* RECORDS FOR THE EXERCISE:

---*---

use std::fs;
use std::io::{self, Read};
use std::path::{Path, PathBuf};

use anyhow::{Context, Result};
use cachegen_core::{CompileOptions, ErrorPolicy, compile};
use clap::Parser;
use tracing::info;
use tracing_subscriber::{layer::SubscriberExt, util::SubscriberInitExt};

/// Compile a cache hierarchy description into C++ sources.
#[derive(Parser, Debug)]
#[command(name = "cachegen", version, about, long_about = None)]
struct Cli {
    /// DSL source to compile (reads stdin when omitted)
    #[arg(short, long)]
    input: Option<String>,

    /// Output base path; BASE.hpp and BASE.cpp are written
    #[arg(short, long, value_name = "BASE")]
    output: String,

    #[arg(long, help = "Log every matched statement with its captures")]
    debug: bool,

    #[arg(
        long,
        help = "Report every rejected statement instead of stopping at the first"
    )]
    keep_going: bool,
}

fn main() -> Result<()> {
    let cli = Cli::parse();
    init_logging(cli.debug);
    execute(cli)
}

fn init_logging(debug: bool) {
    let default_filter = if debug { "cachegen=debug,cachegen_core=debug" } else { "warn" };
    tracing_subscriber::registry()
        .with(
            tracing_subscriber::EnvFilter::try_from_default_env()
                .unwrap_or_else(|_| default_filter.into()),
        )
        .with(tracing_subscriber::fmt::layer().with_writer(io::stderr))
        .init();
}

fn execute(cli: Cli) -> Result<()> {
    let source = match &cli.input {
        Some(path) => fs::read_to_string(path)
            .with_context(|| format!("failed to read input file {path}"))?,
        None => {
            let mut buffer = String::new();
            io::stdin().read_to_string(&mut buffer)?;
            buffer
        }
    };

    let header_path = with_extension(&cli.output, "hpp");
    let source_path = with_extension(&cli.output, "cpp");
    let header_name = header_path
        .file_name()
        .and_then(|name| name.to_str())
        .with_context(|| format!("invalid output path {}", cli.output))?
        .to_string();

    let options = CompileOptions {
        debug: cli.debug,
        policy: if cli.keep_going {
            ErrorPolicy::CollectAll
        } else {
            ErrorPolicy::FailFast
        },
    };
    let artifact = match compile(&source, &header_name, &options) {
        Ok(artifact) => artifact,
        Err(cachegen_core::CoreError::Rejected(errors)) => {
            for err in &errors {
                eprintln!("error: {err}");
            }
            anyhow::bail!("{} statement(s) rejected", errors.len());
        }
        Err(err) => return Err(err.into()),
    };

    write_output(&header_path, artifact.header.as_bytes())?;
    write_output(&source_path, artifact.source.as_bytes())?;
    info!(header = %header_path.display(), source = %source_path.display(), "outputs written");
    Ok(())
}

fn with_extension(base: &str, extension: &str) -> PathBuf {
    PathBuf::from(format!("{base}.{extension}"))
}

fn write_output(path: &Path, bytes: &[u8]) -> Result<()> {
    if let Some(parent) = path.parent() {
        if !parent.as_os_str().is_empty() {
            fs::create_dir_all(parent)
                .with_context(|| format!("failed to create directory {parent:?}"))?;
        }
    }
    fs::write(path, bytes)
        .with_context(|| format!("failed to write output file {}", path.display()))?;
    Ok(())
}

---*---

Which of the lines above hold the word "input"? Copy each one.

    input: Option<String>,
    let source = match &cli.input {
            .with_context(|| format!("failed to read input file {path}"))?,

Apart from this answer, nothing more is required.